**GOAL OF THE EXERCISE**
Among the lines below, copy each one in which "usize" appears.
== MATERIAL SUPPLIED ==
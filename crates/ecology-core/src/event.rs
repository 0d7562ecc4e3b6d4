//! Room-scoped publish/subscribe.
//!
//! An [`EventBroadcaster`] maps event types to insertion-ordered lists of
//! receivers. Publishing dispatches synchronously to local receivers and, when
//! the broadcaster belongs to a room, hands the event to a [`MessageForwarder`]
//! so it reaches the rest of the ecology.

use ecology_protocol::{EcologyMessage, Value};
use std::collections::HashMap;
use std::sync::Arc;
use thiserror::Error;
use tracing::{debug, trace};

/// Maximum length of event types and room names, in bytes.
pub const MAX_NAME_LENGTH: usize = 256;

/// Event errors.
#[derive(Debug, Clone, PartialEq, Eq, Error)]
pub enum EventError {
    /// Invalid event type.
    #[error("Invalid event type: {0}")]
    InvalidEventType(&'static str),

    /// Invalid room name.
    #[error("Invalid room name: {0}")]
    InvalidRoomName(&'static str),

    /// A room message could not be understood.
    #[error("Malformed event message: {0}")]
    MalformedEventMessage(&'static str),
}

/// Validate an event type or room name.
///
/// # Errors
///
/// Returns an error message if the name is empty, too long, or contains
/// control characters.
pub fn validate_name(name: &str) -> Result<(), &'static str> {
    if name.is_empty() {
        return Err("name cannot be empty");
    }
    if name.len() > MAX_NAME_LENGTH {
        return Err("name too long");
    }
    if name.chars().any(char::is_control) {
        return Err("name contains invalid characters");
    }
    Ok(())
}

/// Something that reacts to events.
pub trait EventReceiver: Send + Sync {
    /// Handle one event.
    fn handle_event(&self, event_type: &str, data: &[Value]);
}

impl<F> EventReceiver for F
where
    F: Fn(&str, &[Value]) + Send + Sync,
{
    fn handle_event(&self, event_type: &str, data: &[Value]) {
        self(event_type, data);
    }
}

/// Carries a published event beyond the local broadcaster.
///
/// `arguments` is the event data with the event type appended as the last
/// element.
pub trait MessageForwarder: Send + Sync {
    fn forward(&self, arguments: Vec<Value>);
}

/// Identity of a receiver handle.
fn same_receiver(a: &Arc<dyn EventReceiver>, b: &Arc<dyn EventReceiver>) -> bool {
    std::ptr::eq(
        Arc::as_ptr(a).cast::<()>(),
        Arc::as_ptr(b).cast::<()>(),
    )
}

/// Publish/subscribe hub for one room or one context.
#[derive(Default)]
pub struct EventBroadcaster {
    subscriptions: HashMap<String, Vec<Arc<dyn EventReceiver>>>,
    forwarder: Option<Arc<dyn MessageForwarder>>,
}

impl EventBroadcaster {
    /// Create a broadcaster that only dispatches locally.
    #[must_use]
    pub fn new() -> Self {
        Self::default()
    }

    /// Create a broadcaster whose publishes are also forwarded.
    #[must_use]
    pub fn with_forwarder(forwarder: Arc<dyn MessageForwarder>) -> Self {
        Self {
            subscriptions: HashMap::new(),
            forwarder: Some(forwarder),
        }
    }

    /// Subscribe a receiver to an event type.
    ///
    /// The same receiver may be subscribed more than once; it is then invoked
    /// once per subscription.
    ///
    /// # Errors
    ///
    /// Returns an error if the event type is invalid.
    pub fn subscribe(
        &mut self,
        event_type: &str,
        receiver: Arc<dyn EventReceiver>,
    ) -> Result<(), EventError> {
        validate_name(event_type).map_err(EventError::InvalidEventType)?;

        let list = self.subscriptions.entry(event_type.to_string()).or_default();
        list.push(receiver);
        debug!(event = %event_type, receivers = list.len(), "Subscribed");
        Ok(())
    }

    /// Remove the first subscription of `receiver` to `event_type`.
    ///
    /// Returns `true` if a subscription was removed.
    pub fn unsubscribe(&mut self, event_type: &str, receiver: &Arc<dyn EventReceiver>) -> bool {
        let Some(list) = self.subscriptions.get_mut(event_type) else {
            return false;
        };
        let Some(index) = list.iter().position(|r| same_receiver(r, receiver)) else {
            return false;
        };

        list.remove(index);
        if list.is_empty() {
            self.subscriptions.remove(event_type);
        }
        debug!(event = %event_type, "Unsubscribed");
        true
    }

    /// Publish an event: forward it to the ecology, then dispatch it to the
    /// local receivers.
    ///
    /// # Errors
    ///
    /// Returns an error if the event type is invalid.
    pub fn publish(&self, event_type: &str, data: Vec<Value>) -> Result<(), EventError> {
        validate_name(event_type).map_err(EventError::InvalidEventType)?;

        if let Some(forwarder) = &self.forwarder {
            let mut arguments = Vec::with_capacity(data.len() + 1);
            arguments.extend(data.iter().cloned());
            arguments.push(Value::String(event_type.to_string()));
            forwarder.forward(arguments);
        }

        self.dispatch(event_type, &data);
        Ok(())
    }

    /// Handle an event that arrived from another device.
    ///
    /// The event type is popped from the tail of the message; the remaining
    /// arguments are the event data.
    ///
    /// # Errors
    ///
    /// Returns [`EventError::MalformedEventMessage`] if the tail is not a
    /// valid event type. Nothing is dispatched in that case.
    pub fn on_room_message(&self, mut message: EcologyMessage) -> Result<(), EventError> {
        let event_type = match message.fetch_argument() {
            Some(Value::String(event_type)) => event_type,
            Some(_) => return Err(EventError::MalformedEventMessage("event type is not a string")),
            None => return Err(EventError::MalformedEventMessage("empty message")),
        };
        validate_name(&event_type).map_err(EventError::MalformedEventMessage)?;

        self.dispatch(&event_type, &message.into_arguments());
        Ok(())
    }

    /// Deliver an event to local receivers only.
    ///
    /// Returns the number of receivers invoked.
    pub fn dispatch(&self, event_type: &str, data: &[Value]) -> usize {
        let Some(list) = self.subscriptions.get(event_type) else {
            trace!(event = %event_type, "No receivers");
            return 0;
        };
        for receiver in list {
            receiver.handle_event(event_type, data);
        }
        trace!(event = %event_type, receivers = list.len(), "Dispatched");
        list.len()
    }

    /// Number of subscriptions for an event type.
    #[must_use]
    pub fn subscriber_count(&self, event_type: &str) -> usize {
        self.subscriptions.get(event_type).map_or(0, Vec::len)
    }

    /// Event types with at least one subscription.
    #[must_use]
    pub fn event_types(&self) -> Vec<String> {
        self.subscriptions.keys().cloned().collect()
    }
}

impl std::fmt::Debug for EventBroadcaster {
    fn fmt(&self, f: &mut std::fmt::Formatter<'_>) -> std::fmt::Result {
        f.debug_struct("EventBroadcaster")
            .field("event_types", &self.subscriptions.len())
            .field("forwarding", &self.forwarder.is_some())
            .finish()
    }
}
===
**RESPONSE FOR THIS EXERCISE**
pub const MAX_NAME_LENGTH: usize = 256;
    pub fn dispatch(&self, event_type: &str, data: &[Value]) -> usize {
    pub fn subscriber_count(&self, event_type: &str) -> usize {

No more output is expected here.